Un plotone di teneri bambini ha invaso le sale del Museo Accorsi – Ometto… è qui che il 19 febbraio è stata inaugurata una mostra dedicata alla fortunata iconografia del putto (termine derivante dal latino putus, puro, in riferimento all’innocenza di questi fanciullini). La mostra è intitolata “Spiritelli, amorini, genietti e cherubini. Allegorie e decorazione di putti dal Barocco al Neoclassicismo”. Sono esposte oltre 60 opere suddivise in sei sezioni tematiche, a testimoniare il successo che questo soggetto ha avuto nel corso del tempo, dall’antichità classica per culminare nell’epoca barocca, e in vari ambiti: dalla pittura alla scultura alle arti decorative. Queste gioiose (ma anche litigiose!) figurine sembrano quanto di più lontano possa esserci dagli argomenti affrontati in questo blog, ma in realtà alcune opere presentano il risvolto funerario che tanto esalta la vostra civetta. Vediamo quali sono…
Bartolomeo Guidobono, Vanitas con Amore dormiente, fine 1600, Museo del Territorio Biellese
Un’iconografia, tratta dal mondo classico e di grande successo tra Rinascimento e Barocco, è quella in cui il putto è raffigurato sotto forma di Amore addormentato. In questo dipinto un amorino ha gettato al vento la faretra e si è messo a ronfare beatamente. Con un braccio pienotto si appoggia a un teschio da cui si è staccata la mandibola e con una gamba grassoccia si stravacca su un altro teschio che si intravede appena… si tratta di un memento mori: il cupido simboleggia l’amore terreno che, come la vita umana, è effimero e transitorio e viene sconfitto dalla morte rappresentata dai teschi e dagli altri oggetti presenti intorno: un libro, una candela spenta e una clessidra.

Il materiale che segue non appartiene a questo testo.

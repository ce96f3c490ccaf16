use chrono::{DateTime, Utc};

pub trait Clock: Send + Sync {
    fn now(&self) -> DateTime<Utc>;
}

#[derive(Debug, Default, Clone, Copy)]
pub struct SystemClock;

impl Clock for SystemClock {
    fn now(&self) -> DateTime<Utc> {
        Utc::now()
    }
}

/// Always reports the same instant; used for reproducible histories.
#[derive(Debug, Clone, Copy, PartialEq, Eq)]
pub struct FixedClock(pub DateTime<Utc>);

impl Clock for FixedClock {
    fn now(&self) -> DateTime<Utc> {
        self.0
    }
}
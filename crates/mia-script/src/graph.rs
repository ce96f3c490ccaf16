use std::collections::BTreeMap;

use mia_core::{ScriptError, ScriptNode};

use crate::integrity::{find_roots, reachable_from, structural_errors};
use crate::wire::{ScriptDocument, WireNode};

/// Validated, read-only script. Nodes that cannot be reached from the root
/// are kept aside so the graph still exports losslessly, but they never
/// resolve during traversal.
#[derive(Debug, Clone, PartialEq, Eq)]
pub struct ScriptGraph {
    root_id: String,
    nodes: BTreeMap<String, ScriptNode>,
    unreachable: BTreeMap<String, ScriptNode>,
}

impl ScriptGraph {
    pub fn from_document(document: &ScriptDocument) -> Result<Self, ScriptError> {
        if let Some(error) = structural_errors(document).into_iter().next() {
            return Err(error);
        }
        let root_id = find_roots(document)
            .into_iter()
            .next()
            .ok_or(ScriptError::NoRoot)?;

        let reachable = reachable_from(document, &root_id);
        let mut nodes = BTreeMap::new();
        let mut unreachable = BTreeMap::new();
        for (id, wire) in document {
            let node = wire.to_node(id);
            if reachable.contains(id) {
                nodes.insert(id.clone(), node);
            } else {
                unreachable.insert(id.clone(), node);
            }
        }

        Ok(Self {
            root_id,
            nodes,
            unreachable,
        })
    }

    pub fn root_id(&self) -> &str {
        &self.root_id
    }

    pub fn root(&self) -> &ScriptNode {
        &self.nodes[&self.root_id]
    }

    pub fn node(&self, id: &str) -> Option<&ScriptNode> {
        self.nodes.get(id)
    }

    pub fn nodes(&self) -> impl Iterator<Item = &ScriptNode> {
        self.nodes.values()
    }

    pub fn unreachable_ids(&self) -> impl Iterator<Item = &str> {
        self.unreachable.keys().map(String::as_str)
    }

    pub fn len(&self) -> usize {
        self.nodes.len()
    }

    pub fn is_empty(&self) -> bool {
        self.nodes.is_empty()
    }

    pub fn to_document(&self) -> ScriptDocument {
        self.nodes
            .iter()
            .chain(self.unreachable.iter())
            .map(|(id, node)| (id.clone(), WireNode::from_node(node)))
            .collect()
    }
}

Nella sezione dedicata ai putti nell’arte sacra, diverse sono le opere stimolanti dal punto di vista civettuolo: sono esposte sculture e dipinti con angioletti che reggono tra le manine i terribili strumenti del martirio di Gesù. E poi ecco il dipinto La Sindone sorretta da tre angioletti entro ghirlanda di fiori (autori ignoti, seconda metà 1600, Castello di Racconigi), dove protagonista è il reperto funerario per eccellenza, il lino che avrebbe avvolto il corpo di Gesù dopo la morte. Sostenuto da seriosi angioletti, è circondato da una corona di fiori variopinti non messi a caso, ma ognuno con il suo significato recondito.
Alessandro Turchi “l’Orbetto”, Tre putti in una barca nelle vesti delle Virtù Teologali, 1625, collezione privata
I putti vengono utilizzati durante il Seicento per dar vita ad allegorie profane e moraleggianti. Sono esserini innocenti, ma anche saggi: è grazie alla loro purezza che conoscono cose che ormai sfuggono agli adulti e perciò svolgono il ruolo di intermediari comunicativi. Questo dipinto ci interessa perché i putti in sembianze femminili rappresentano le tre virtù teologali – Fede, Speranza, Carità – che spesso troviamo anche nei cimiteri (ad esempio, al Monumentale decorano il nicchione di proprietà dei marchesi Falletti di Barolo). Non si capisce bene perché siano state piazzate sopra una barca: forse per simboleggiare il fatto che sono virtù imprescindibili per affrontare il burrascoso viaggio della vita.
Giovan Giacomo Sementi, Allegoria con putti, 1630, collezione privata
Anche in questo caso i putti sono di sesso femminile e rappresenterebbero le varie fasi della vita umana: la fanciulla che accende l’acciarino è la nascita, quella che alza la fiaccola ardente è la vita nella sua pienezza e infine la bimba che capovolge la fiaccola per spegnerla è la morte. Quest’ultima immagine è la più inflazionata nei cimiteri, dove troviamo fiaccole capovolte in ogni angolo (al Monumentale addirittura le fontanelle sono decorate con questo motivo).
Disegnatore piemontese, Pensiero per l’allegoria della Notte, fine 1700, Archivio di Stato di Torino
Finisco in bellezza questa veloce carrellata con un disegno che senza dubbio è tra le mie opere preferite della mostra… Durante il XVIII secolo i putti diventano protagonisti di allegorie più leggere, divertenti e dalle caratteristiche educative: li troviamo a rappresentare i Continenti, gli Elementi, le Stagioni oppure i vari momenti della giornata… in questo caso infatti, ecco un’allegoria della Notte ovviamente accompagnata da un’adorabile civetta (o gufo, come vi pare)!
Gli “Spiritelli, amorini, genietti e cherubini” vi aspettano! La mostra è visitabile fino al 5 giugno 2016.